First, the $1 trillion in student debt held by tens of millions of Americans is dragging down the country's housing market. Why? Because fewer and fewer young people can qualify for mortgages in order to buy homes.

According to a recent Federal Reserve study, only 9 percent of 29- to 34-year-olds got a first-time mortgage from 2009 to 2011, compared with 17 percent 10 years ago. So what happens when fewer people buy homes? Fewer construction jobs are created. And what happens when fewer construction jobs are created? It causes a ripple effect throughout the economy.

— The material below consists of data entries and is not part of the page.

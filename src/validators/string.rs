//! String rules. Lengths count Unicode scalar values.

use std::sync::LazyLock;

use regex::Regex;
use serde_json::Value;

use crate::keys::string::{
    ALPHANUM, DIGITS, EMAIL, EMPTY, ISO_DATE, LENGTH, MATCH, MAX_LENGTH, MIN_LENGTH, TYPE,
};
use crate::validator::{to_validator, to_validator_with_args, Validator};

static DIGITS_RE: LazyLock<Regex> = LazyLock::new(|| Regex::new(r"^[0-9]+$").unwrap());

static ALPHANUM_RE: LazyLock<Regex> = LazyLock::new(|| Regex::new(r"^[a-zA-Z0-9]+$").unwrap());

static EMAIL_RE: LazyLock<Regex> = LazyLock::new(|| {
    Regex::new(
        r#"^(([^<>()\[\]\\.,;:\s@"]+(\.[^<>()\[\]\\.,;:\s@"]+)*)|(".+"))@((\[[0-9]{1,3}\.[0-9]{1,3}\.[0-9]{1,3}\.[0-9]{1,3}\])|(([a-zA-Z\-0-9]+\.)+[a-zA-Z]{2,}))$"#,
    )
    .unwrap()
});

// Date-time with minutes, optional seconds and fraction, and a zone.
static ISO_DATE_RE: LazyLock<Regex> = LazyLock::new(|| {
    Regex::new(
        r"[0-9]{4}-[01][0-9]-[0-3][0-9]T[0-2][0-9]:[0-5][0-9](:[0-5][0-9](\.[0-9]+)?)?([+-][0-2][0-9]:[0-5][0-9]|Z)",
    )
    .unwrap()
});

/// A compiled pattern, reported in failure arguments as its source text.
#[derive(Debug, Clone)]
pub struct Pattern(Regex);

impl Pattern {
    /// Compiles `pattern`.
    pub fn new(pattern: &str) -> Result<Self, regex::Error> {
        Regex::new(pattern).map(Pattern)
    }

    /// The source pattern, as reported in failure arguments.
    pub fn as_str(&self) -> &str {
        self.0.as_str()
    }

    /// Whether `text` contains a match.
    pub fn is_match(&self, text: &str) -> bool {
        self.0.is_match(text)
    }
}

impl From<Regex> for Pattern {
    fn from(regex: Regex) -> Self {
        Pattern(regex)
    }
}

impl From<Pattern> for Value {
    fn from(pattern: Pattern) -> Self {
        Value::String(pattern.as_str().to_string())
    }
}

fn text(value: &Value, holds: impl Fn(&str) -> bool) -> bool {
    value.as_str().map_or(true, holds)
}

fn char_len(s: &str) -> usize {
    s.chars().count()
}

/// Fails on anything that is not a JSON string.
pub fn is_string() -> Validator {
    to_validator(TYPE, |value, _| value.is_string())
}

/// Fails on `""`.
pub fn is_not_empty() -> Validator {
    to_validator(EMPTY, |value, _| text(value, |s| !s.is_empty()))
}

/// `local@domain.tld`, or `local@[1.2.3.4]`.
pub fn is_email() -> Validator {
    to_validator(EMAIL, |value, _| text(value, |s| EMAIL_RE.is_match(s)))
}

/// ASCII digits only.
pub fn is_digits() -> Validator {
    to_validator(DIGITS, |value, _| text(value, |s| DIGITS_RE.is_match(s)))
}

/// ASCII letters and digits only.
pub fn is_alphanum() -> Validator {
    to_validator(ALPHANUM, |value, _| text(value, |s| ALPHANUM_RE.is_match(s)))
}

/// Contains an ISO 8601 date-time such as `2020-01-31T10:00:00.000Z`.
pub fn is_iso_date() -> Validator {
    to_validator(ISO_DATE, |value, _| text(value, |s| ISO_DATE_RE.is_match(s)))
}

/// Strings matching `pattern`. Fails to build if the pattern is invalid.
///
/// # Example
///
/// ```rust
/// use specimen::{validators::string, Params};
/// use serde_json::json;
///
/// let slug = string::matches(r"^[a-z-]+$").unwrap();
/// assert!(slug.check(&json!("hello-world"), &Params::default()).is_none());
///
/// let outcome = slug.check(&json!("Hello"), &Params::default()).unwrap();
/// assert_eq!(outcome.args, Some(json!("^[a-z-]+$")));
///
/// assert!(string::matches("(").is_err());
/// ```
pub fn matches(pattern: &str) -> Result<Validator, regex::Error> {
    Pattern::new(pattern).map(matches_pattern)
}

/// Strings matching an already compiled pattern.
pub fn matches_pattern(pattern: impl Into<Pattern>) -> Validator {
    to_validator_with_args(MATCH, |pattern: &Pattern, value, _| {
        text(value, |s| pattern.is_match(s))
    })(pattern.into())
}

/// At least `min` characters.
pub fn min_length(min: usize) -> Validator {
    to_validator_with_args(MIN_LENGTH, |min: &usize, value, _| {
        text(value, |s| char_len(s) >= *min)
    })(min)
}

/// At most `max` characters.
pub fn max_length(max: usize) -> Validator {
    to_validator_with_args(MAX_LENGTH, |max: &usize, value, _| {
        text(value, |s| char_len(s) <= *max)
    })(max)
}

/// Exactly `len` characters.
pub fn length(len: usize) -> Validator {
    to_validator_with_args(LENGTH, |len: &usize, value, _| text(value, |s| char_len(s) == *len))(len)
}

#[cfg(test)]
mod tests {
    use super::*;
    use crate::validators::test_support::{key_of, passes};
    use serde_json::json;

    #[test]
    fn test_type_and_emptiness() {
        assert!(passes(&is_string(), json!("")));
        assert_eq!(key_of(&is_string(), json!(1)), Some(TYPE.to_string()));
        assert_eq!(key_of(&is_not_empty(), json!("")), Some(EMPTY.to_string()));
        assert!(passes(&is_not_empty(), json!(" ")));
        assert!(passes(&is_not_empty(), json!(5)));
    }

    #[test]
    fn test_email() {
        for ok in ["a@b.io", "first.last@sub.example.com", "\"odd name\"@example.com", "x@[10.0.0.1]"] {
            assert!(passes(&is_email(), json!(ok)), "{ok}");
        }
        for bad in ["plain", "a@b", "a b@c.com", "a@b.c", "@example.com"] {
            assert!(!passes(&is_email(), json!(bad)), "{bad}");
        }
    }

    #[test]
    fn test_character_classes() {
        assert!(passes(&is_digits(), json!("0123")));
        assert!(!passes(&is_digits(), json!("12a")));
        assert!(!passes(&is_digits(), json!("")));
        assert!(passes(&is_alphanum(), json!("abC12")));
        assert!(!passes(&is_alphanum(), json!("ab_12")));
    }

    #[test]
    fn test_iso_date() {
        for ok in ["2020-01-31T10:00:00.000Z", "2020-01-31T10:00:00+02:00", "2020-01-31T10:00Z"] {
            assert!(passes(&is_iso_date(), json!(ok)), "{ok}");
        }
        for bad in ["2020-01-31", "31/01/2020 10:00", "2020-01-31T10:00"] {
            assert!(!passes(&is_iso_date(), json!(bad)), "{bad}");
        }
    }

    #[test]
    fn test_lengths_count_characters() {
        assert!(passes(&min_length(3), json!("héé")));
        assert!(!passes(&min_length(4), json!("héé")));
        assert!(passes(&max_length(2), json!("日本")));
        assert!(!passes(&max_length(1), json!("日本")));
        assert!(passes(&length(0), json!("")));
        assert_eq!(key_of(&length(2), json!("abc")), Some(LENGTH.to_string()));
    }

    #[test]
    fn test_matches() {
        let rule = matches(r"^\d{3}$").unwrap();
        assert!(passes(&rule, json!("123")));
        assert_eq!(key_of(&rule, json!("12")), Some(MATCH.to_string()));

        let precompiled = matches_pattern(Regex::new("^a").unwrap());
        assert!(passes(&precompiled, json!("abc")));
        assert!(passes(&precompiled, json!(10)));
    }
}
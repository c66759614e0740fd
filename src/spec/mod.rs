//! Spec combinators.
//!
//! A [`Spec`] is an immutable tree of rules built once from validators and
//! other specs, then evaluated any number of times against values:
//!
//! - [`flow`] runs validators against one value, in order
//! - [`of`] (or [`shape`] and [`collection`]) descends into fields or elements
//! - [`compose`] joins several specs about the same value
//! - [`lazy`] and [`recursive`] defer a reference to a spec
//! - [`designate`] relabels the value for messages
//!
//! Building performs no validation. Every combinator honours
//! [`EvalOptions::until_fail`] and never reports an empty failure list.
//!
//! # Example
//!
//! ```rust
//! use specimen::spec::{self, EvalOptions};
//! use specimen::validators::{any, number, string};
//! use serde_json::json;
//!
//! let user = spec::shape([
//!     ("name", spec::flow([any::required(), string::is_string()])),
//!     ("age", spec::flow([number::is_number(), number::ge(18)])),
//! ]);
//!
//! let input = json!({"age": 12});
//! let failures = user.evaluate(&input, &EvalOptions::exhaustive()).unwrap();
//! assert_eq!(failures.keys(), vec!["any.required", "number.ge"]);
//! ```

mod lazy;
mod of;

use std::fmt;
use std::sync::Arc;

use serde_json::Value;

use crate::context::Context;
use crate::error::{Collector, Failures, RawFailure, SpecError};
use crate::validator::{Params, Validator};

pub use lazy::LazyRef;
use lazy::LazyId;
pub use of::{Of, Shape};

/// Invocation-time options threaded through every combinator.
#[derive(Debug, Clone, Default)]
pub struct EvalOptions<'v> {
    /// Where the value being evaluated sits; None at the root.
    pub context: Option<Arc<Context<'v>>>,
    /// Stop at the first failure within the current branch.
    pub until_fail: bool,
    /// Lazy references already resolved below the point where data ran out.
    pub(crate) absent_trail: Vec<LazyId>,
}

impl<'v> EvalOptions<'v> {
    /// Options for evaluating at `context`, or at the root when None.
    pub fn new(context: Option<Arc<Context<'v>>>, until_fail: bool) -> Self {
        Self {
            context,
            until_fail,
            absent_trail: Vec::new(),
        }
    }

    /// Root options that collect every failure.
    pub fn exhaustive() -> Self {
        Self::new(None, false)
    }

    /// Root options that stop at the first failure.
    pub fn first_failure() -> Self {
        Self::new(None, true)
    }
}

/// A composed, immutable unit of validation logic.
///
/// Cloning is cheap: specs share their tree.
#[derive(Clone)]
pub struct Spec(Arc<SpecNode>);

#[derive(Debug)]
pub(crate) enum SpecNode {
    Flow(Vec<Validator>),
    Of(Of),
    Compose(Vec<Spec>),
    Designate { alias: String, inner: Spec },
    Recursive(Spec),
}

/// Which combinator built a spec.
#[derive(Debug, Clone, Copy, PartialEq, Eq)]
pub enum SpecKind {
    Flow,
    Shape,
    Collection,
    Compose,
    Designate,
    Recursive,
}

impl Spec {
    fn new(node: SpecNode) -> Self {
        Self(Arc::new(node))
    }

    pub(crate) fn from_node(node: Arc<SpecNode>) -> Self {
        Self(node)
    }

    /// Evaluates the spec against `value`.
    ///
    /// Returns None when the value satisfies every rule, otherwise the
    /// failures in evaluation order.
    pub fn evaluate<'v>(
        &self,
        value: &'v Value,
        options: &EvalOptions<'v>,
    ) -> Option<Failures<'v>> {
        match &*self.0 {
            SpecNode::Flow(validators) => evaluate_flow(validators, value, options),
            SpecNode::Of(descriptor) => descriptor.evaluate(value, options),
            SpecNode::Compose(parts) => {
                let mut collector = Collector::new(options.until_fail);
                for part in parts {
                    collector.absorb(part.evaluate(value, options));
                    if collector.should_stop() {
                        break;
                    }
                }
                collector.finish()
            }
            SpecNode::Designate { alias, inner } => {
                let context = Context::designated(options.context.as_deref(), alias.as_str());
                let options = EvalOptions {
                    context: Some(Arc::new(context)),
                    ..options.clone()
                };
                inner.evaluate(value, &options)
            }
            SpecNode::Recursive(inner) => inner.evaluate(value, options),
        }
    }

    /// The combinator at the top of this spec.
    pub fn kind(&self) -> SpecKind {
        match &*self.0 {
            SpecNode::Flow(_) => SpecKind::Flow,
            SpecNode::Of(Of::Shape(_)) => SpecKind::Shape,
            SpecNode::Of(Of::Collection(_)) => SpecKind::Collection,
            SpecNode::Compose(_) => SpecKind::Compose,
            SpecNode::Designate { .. } => SpecKind::Designate,
            SpecNode::Recursive(_) => SpecKind::Recursive,
        }
    }
}

impl fmt::Debug for Spec {
    fn fmt(&self, f: &mut fmt::Formatter<'_>) -> fmt::Result {
        f.debug_tuple("Spec").field(&self.0).finish()
    }
}

fn evaluate_flow<'v>(
    validators: &[Validator],
    value: &'v Value,
    options: &EvalOptions<'v>,
) -> Option<Failures<'v>> {
    let params = Params::new(options.context.as_deref());
    let mut collector = Collector::new(options.until_fail);

    for validator in validators {
        if let Some(outcome) = validator.check(value, &params) {
            let failure = RawFailure::new(outcome, value, options.context.clone());
            collector.absorb(Some(Failures::single(failure)));
        }
        if collector.should_stop() {
            break;
        }
    }

    collector.finish()
}

/// A child of `of` or `compose`: a built spec or a deferred reference to one.
#[derive(Debug, Clone)]
pub enum SpecRef {
    Spec(Spec),
    Lazy(LazyRef),
}

impl SpecRef {
    /// The referenced spec, resolving a lazy reference.
    pub fn resolve(&self) -> Option<Spec> {
        match self {
            SpecRef::Spec(spec) => Some(spec.clone()),
            SpecRef::Lazy(lazy) => lazy.resolve(),
        }
    }

    fn kind_name(&self) -> &'static str {
        match self {
            SpecRef::Spec(_) => "spec",
            SpecRef::Lazy(_) => "lazy reference",
        }
    }
}

impl From<Spec> for SpecRef {
    fn from(spec: Spec) -> Self {
        SpecRef::Spec(spec)
    }
}

impl From<LazyRef> for SpecRef {
    fn from(lazy: LazyRef) -> Self {
        SpecRef::Lazy(lazy)
    }
}

/// Runs `validators` in order against the same value and context.
pub fn flow<I>(validators: I) -> Spec
where
    I: IntoIterator<Item = Validator>,
{
    Spec::new(SpecNode::Flow(validators.into_iter().collect()))
}

/// Descends into the fields or elements named by `descriptor`.
pub fn of(descriptor: impl Into<Of>) -> Spec {
    Spec::new(SpecNode::Of(descriptor.into()))
}

/// Shorthand for `of(Of::shape(fields))`.
pub fn shape<I, K, S>(fields: I) -> Spec
where
    I: IntoIterator<Item = (K, S)>,
    K: Into<String>,
    S: Into<SpecRef>,
{
    of(Of::shape(fields))
}

/// Shorthand for `of(Of::collection(element))`.
pub fn collection(element: impl Into<SpecRef>) -> Spec {
    of(Of::collection(element))
}

/// Joins several specs about the same value.
///
/// Every part must be a built spec. Lazy references are only resolved by
/// `of` and are rejected here.
///
/// # Example
///
/// ```rust
/// use specimen::{spec, SpecError};
/// use specimen::validators::any;
///
/// let required = spec::flow([any::required()]);
/// assert!(spec::compose([required.clone()]).is_ok());
///
/// let err = spec::compose([spec::SpecRef::from(required), spec::lazy(|| spec::flow([])).into()])
///     .unwrap_err();
/// assert_eq!(err, SpecError::NotASpec { position: 1, kind: "lazy reference" });
/// ```
pub fn compose<I, S>(parts: I) -> Result<Spec, SpecError>
where
    I: IntoIterator<Item = S>,
    S: Into<SpecRef>,
{
    let specs = parts
        .into_iter()
        .enumerate()
        .map(|(position, part)| match part.into() {
            SpecRef::Spec(spec) => Ok(spec),
            other => Err(SpecError::NotASpec {
                position,
                kind: other.kind_name(),
            }),
        })
        .collect::<Result<Vec<_>, _>>()?;

    Ok(Spec::new(SpecNode::Compose(specs)))
}

/// Wraps a factory for later resolution. The factory is not called here.
pub fn lazy<F>(factory: F) -> LazyRef
where
    F: Fn() -> Spec + Send + Sync + 'static,
{
    LazyRef::factory(factory)
}

/// Evaluates `spec` with its label overridden to `alias`.
///
/// The structural key, and therefore the path, is unchanged.
pub fn designate(alias: impl Into<String>, spec: Spec) -> Spec {
    Spec::new(SpecNode::Designate {
        alias: alias.into(),
        inner: spec,
    })
}

/// Curried [`designate`].
pub fn designator(alias: impl Into<String>) -> impl Fn(Spec) -> Spec {
    let alias = alias.into();
    move |spec| designate(alias.clone(), spec)
}

/// Builds a spec that refers to itself.
///
/// `build` receives a reference to the spec being built and can place it
/// anywhere a [`SpecRef`] is accepted. The reference is weak, so the spec is
/// freed normally once dropped; it must not be resolved inside `build`.
///
/// # Dangling references
///
/// The reference is only meant to live inside the spec `build` returns. A
/// clone kept elsewhere and evaluated after that spec is dropped cannot
/// resolve: `of` reports it as a
/// [`spec.missing.reference`](crate::keys::spec::MISSING_REFERENCE) failure
/// and logs a warning, so such a value never passes.
///
/// # Example
///
/// ```rust
/// use specimen::spec;
/// use specimen::validators::{any, array};
/// use serde_json::json;
///
/// let user = spec::recursive(|user| {
///     spec::shape([
///         ("name", spec::SpecRef::from(spec::flow([any::required()]))),
///         (
///             "friends",
///             spec::compose([spec::flow([array::is_array()]), spec::collection(user)])
///                 .expect("all parts are specs")
///                 .into(),
///         ),
///     ])
/// });
///
/// let input = json!({"name": "a", "friends": [{"name": "b", "friends": [{}]}]});
/// let errors = specimen::validate_all(&user, &input).unwrap();
/// assert_eq!(errors.first().path().to_string(), "friends[0].friends[0].name");
/// ```
pub fn recursive<F>(build: F) -> Spec
where
    F: FnOnce(LazyRef) -> Spec,
{
    Spec(Arc::new_cyclic(|node| {
        SpecNode::Recursive(build(LazyRef::cyclic(node.clone())))
    }))
}

const _: () = {
    const fn assert_send<T: Send>() {}
    const fn assert_sync<T: Sync>() {}
    assert_send::<Spec>();
    assert_sync::<Spec>();
    assert_send::<SpecRef>();
    assert_sync::<SpecRef>();
};
//! Numeric rules.

use std::cmp::Ordering;

use serde_json::Value;

use crate::keys::number::{GE, GT, LE, LT, RANGE, TYPE};
use crate::validator::{to_validator, to_validator_with_args, Validator};

/// A numeric threshold.
///
/// Integer limits are compared exactly against integer values, so bounds
/// above 2^53 keep their precision. Any other pairing is compared as `f64`.
/// The configured value is reported back in failure arguments as given, so
/// `ge(18)` reports `18`, not `18.0`.
#[derive(Debug, Clone, PartialEq)]
pub struct Limit {
    value: f64,
    reported: Value,
}

impl Limit {
    /// The threshold as a float.
    pub fn get(&self) -> f64 {
        self.value
    }
}

macro_rules! limit_from_int {
    ($($t:ty),*) => {
        $(impl From<$t> for Limit {
            fn from(n: $t) -> Self {
                Limit { value: n as f64, reported: Value::from(n) }
            }
        })*
    };
}

limit_from_int!(i8, i16, i32, i64, u8, u16, u32, u64, usize);

impl From<f64> for Limit {
    fn from(n: f64) -> Self {
        Limit {
            value: n,
            reported: Value::from(n),
        }
    }
}

impl From<f32> for Limit {
    fn from(n: f32) -> Self {
        Limit::from(f64::from(n))
    }
}

impl From<Limit> for Value {
    fn from(limit: Limit) -> Self {
        limit.reported
    }
}

fn as_integer(value: &Value) -> Option<i128> {
    value
        .as_i64()
        .map(i128::from)
        .or_else(|| value.as_u64().map(i128::from))
}

/// True for non-numbers, otherwise whether `value` orders against `limit` as `accept` wants.
fn compare(value: &Value, limit: &Limit, accept: fn(Ordering) -> bool) -> bool {
    let Some(float) = value.as_f64() else {
        return true;
    };
    let ordering = match (as_integer(value), as_integer(&limit.reported)) {
        (Some(n), Some(bound)) => Some(n.cmp(&bound)),
        _ => float.partial_cmp(&limit.value),
    };
    ordering.is_some_and(accept)
}

/// Fails on anything that is not a JSON number.
pub fn is_number() -> Validator {
    to_validator(TYPE, |value, _| value.is_number())
}

/// Value strictly greater than `min`.
pub fn gt(min: impl Into<Limit>) -> Validator {
    to_validator_with_args(GT, |min: &Limit, value, _| compare(value, min, Ordering::is_gt))(min.into())
}

/// Value strictly lower than `max`.
pub fn lt(max: impl Into<Limit>) -> Validator {
    to_validator_with_args(LT, |max: &Limit, value, _| compare(value, max, Ordering::is_lt))(max.into())
}

/// Value greater than or equal to `min`.
pub fn ge(min: impl Into<Limit>) -> Validator {
    to_validator_with_args(GE, |min: &Limit, value, _| compare(value, min, Ordering::is_ge))(min.into())
}

/// Value lower than or equal to `max`.
pub fn le(max: impl Into<Limit>) -> Validator {
    to_validator_with_args(LE, |max: &Limit, value, _| compare(value, max, Ordering::is_le))(max.into())
}

/// `min <= value < max`. Reports `[min, max]`.
///
/// # Example
///
/// ```rust
/// use specimen::{validators::number, Params};
/// use serde_json::json;
///
/// let percent = number::in_range(0, 100);
/// assert!(percent.check(&json!(0), &Params::default()).is_none());
/// assert!(percent.check(&json!(100), &Params::default()).is_some());
/// ```
pub fn in_range(min: impl Into<Limit>, max: impl Into<Limit>) -> Validator {
    to_validator_with_args(RANGE, |bounds: &Vec<Limit>, value, _| {
        compare(value, &bounds[0], Ordering::is_ge) && compare(value, &bounds[1], Ordering::is_lt)
    })(vec![min.into(), max.into()])
}
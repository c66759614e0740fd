//! # Specimen
//!
//! Composable validation specs with path-aware, localizable failure messages.
//!
//! ## Overview
//!
//! A spec is built once from small rules and evaluated many times. Evaluation
//! either stops at the first failure or collects all of them, and every
//! failure remembers where it happened, so the runner can report a message,
//! the offending value, its arguments and its path inside the input.
//!
//! ## Core Types
//!
//! - [`Validator`]: a single rule check, built with [`to_validator`] or
//!   [`to_validator_with_args`], or taken from [`validators`]
//! - [`Spec`]: a tree of rules built with the combinators in [`spec`]
//! - [`Context`]: where a value sits while it is being evaluated
//! - [`MessageTable`]: error key to message template
//! - [`Runner`]: evaluates a spec and formats [`ValidationErrors`]
//!
//! ## Example
//!
//! ```rust
//! use specimen::{spec, validate_all, validators::{any, array, number, string}};
//! use serde_json::json;
//!
//! let hero = spec::shape([
//!     ("name", spec::flow([any::required(), string::is_string(), string::is_not_empty()])),
//!     ("level", spec::flow([number::is_number(), number::in_range(1, 100)])),
//!     (
//!         "abilities",
//!         spec::compose([
//!             spec::flow([array::is_array(), array::min_length(1)]),
//!             spec::collection(spec::flow([string::is_string()])),
//!         ])
//!         .unwrap(),
//!     ),
//! ]);
//!
//! let input = json!({"name": "", "level": 100, "abilities": ["fly", 3]});
//! let errors = validate_all(&hero, &input).unwrap();
//!
//! let report: Vec<String> = errors.iter().map(ToString::to_string).collect();
//! assert_eq!(report, vec![
//!     "name: name should not be blank",
//!     "level: level should be lower than 100 and greater or equal 1",
//!     "abilities[1]: 1 should be a string",
//! ]);
//! ```

pub mod context;
pub mod error;
pub mod keys;
pub mod messages;
pub mod path;
pub mod runner;
pub mod spec;
pub mod validator;
pub mod validators;

pub use context::Context;
pub use error::{
    Failures, FormattedError, LazyPath, Outcome, RawFailure, SpecError, ValidationErrors,
};
pub use messages::{MessageFn, MessageParams, MessageTable};
pub use path::{Path, PathSegment};
pub use runner::{
    create_validate_function, is_invalid, is_valid, validate, validate_all,
    validate_all_with_opts, validate_with_opts, Runner, RunnerConfig, ValidateOptions,
};
pub use spec::{EvalOptions, LazyRef, Spec, SpecKind, SpecRef};
pub use validator::{to_validator, to_validator_with_args, Params, Validator};

/// The result of [`Runner::check`] in `stillwater`'s applicative shape.
pub type ValidationResult<'v> = stillwater::Validation<(), ValidationErrors<'v>>;
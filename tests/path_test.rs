//! Tests for paths and labels of formatted errors.

use serde_json::json;
use specimen::spec;
use specimen::validators::{any, number, string};
use specimen::{validate_all, Path, PathSegment};

#[test]
fn test_path_segments_distinguish_fields_and_indices() {
    let rules = spec::shape([(
        "users",
        spec::collection(spec::shape([("email", spec::flow([string::is_email()]))])),
    )]);

    let value = json!({"users": [{"email": "a@b.io"}, {"email": "x"}]});

    let errors = validate_all(&rules, &value).unwrap();
    let path = errors.first().path();

    assert_eq!(path.to_string(), "users[1].email");
    assert_eq!(
        path.as_slice(),
        &[
            PathSegment::field("users"),
            PathSegment::index(1),
            PathSegment::field("email")
        ]
    );
    assert_eq!(path.last().and_then(PathSegment::as_field), Some("email"));
}

#[test]
fn test_index_label_is_the_index() {
    let scores = spec::collection(spec::flow([number::le(100)]));
    let value = json!([50, 150]);
    let errors = validate_all(&scores, &value).unwrap();

    assert_eq!(errors.first().path().to_string(), "[1]");
    assert_eq!(errors.first().message, "1 should be lower or equal than 100");
}

#[test]
fn test_nested_collections() {
    let grid = spec::collection(spec::collection(spec::flow([number::is_number()])));
    let value = json!([[1, 2], [3, "x"]]);
    let errors = validate_all(&grid, &value).unwrap();
    assert_eq!(errors.first().path().to_string(), "[1][1]");
}

#[test]
fn test_designate_relabels_without_moving() {
    let rules = spec::shape([(
        "addr",
        spec::designate(
            "Mailing Address",
            spec::shape([("city", spec::flow([any::required()]))]),
        ),
    )]);

    let value = json!({"addr": {}});

    let errors = validate_all(&rules, &value).unwrap();
    let error = errors.first();
    assert_eq!(error.path().to_string(), "addr.city");
    assert_eq!(error.message, "city is required");

    let ctx = error.context().unwrap();
    let parent = ctx.parent().unwrap();
    assert_eq!(parent.label(), "Mailing Address");
    assert_eq!(parent.key(), Some(&PathSegment::field("addr")));
}

#[test]
fn test_at_path_query() {
    let rules = spec::shape([
        ("a", spec::flow([any::required(), number::is_number()])),
        ("b", spec::flow([any::required()])),
    ]);
    let value = json!({"a": "x"});
    let errors = validate_all(&rules, &value).unwrap();

    let at_a = errors.at_path(&Path::from_segments(vec!["a".into()]));
    assert_eq!(at_a.len(), 1);
    assert_eq!(at_a[0].key, "number.type");
    assert!(errors.at_path(&Path::root()).is_empty());
}

#[test]
fn test_error_context_keeps_container() {
    let rules = spec::shape([("age", spec::flow([number::ge(18)]))]);
    let input = json!({"age": 3, "name": "kid"});

    let errors = validate_all(&rules, &input).unwrap();
    let ctx = errors.first().context().unwrap();
    assert_eq!(ctx.current(), Some(&input));
    assert_eq!(ctx.current().and_then(|c| c.get("name")), Some(&json!("kid")));
}

#[test]
fn test_display_lists_every_error() {
    let rules = spec::shape([
        ("a", spec::flow([any::required()])),
        ("b", spec::flow([any::required()])),
    ]);
    let report = validate_all(&rules, &json!({})).unwrap().to_string();

    assert!(report.starts_with("Validation failed with 2 error(s):"));
    assert!(report.contains("1. a: a is required"));
    assert!(report.contains("2. b: b is required"));
}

It's not just construction workers who are harmed, but the folks making the carpets, the truckers hauling the lumber, the millwork employees, the door manufacturers, the furniture and appliance workers.

But let's take a look at the bigger picture. It is in our nation's long-term economic interest to make college more affordable, not less. Right now, the Bureau of Labor Statistics reports that there are 3.5 million job openings in the country, even as the pool of potential applicants is huge — 12.7 million Americans are officially unemployed.

In manufacturing, 600,000 jobs are unfilled due to a lack of skilled labor. Half of the fastest-growing occupations in the country require an associate's degree or higher. Keeping the interest rate low on student loans will send the urgent message to students, workers and the unemployed to get the post-secondary training necessary to adapt to new economic realities.

We could go farther. We could decide, for example, to reform our tax system by ending the tax cuts for the wealthiest 1 percent of Americans and use the revenue to cut college tuition in half for every college student in the country.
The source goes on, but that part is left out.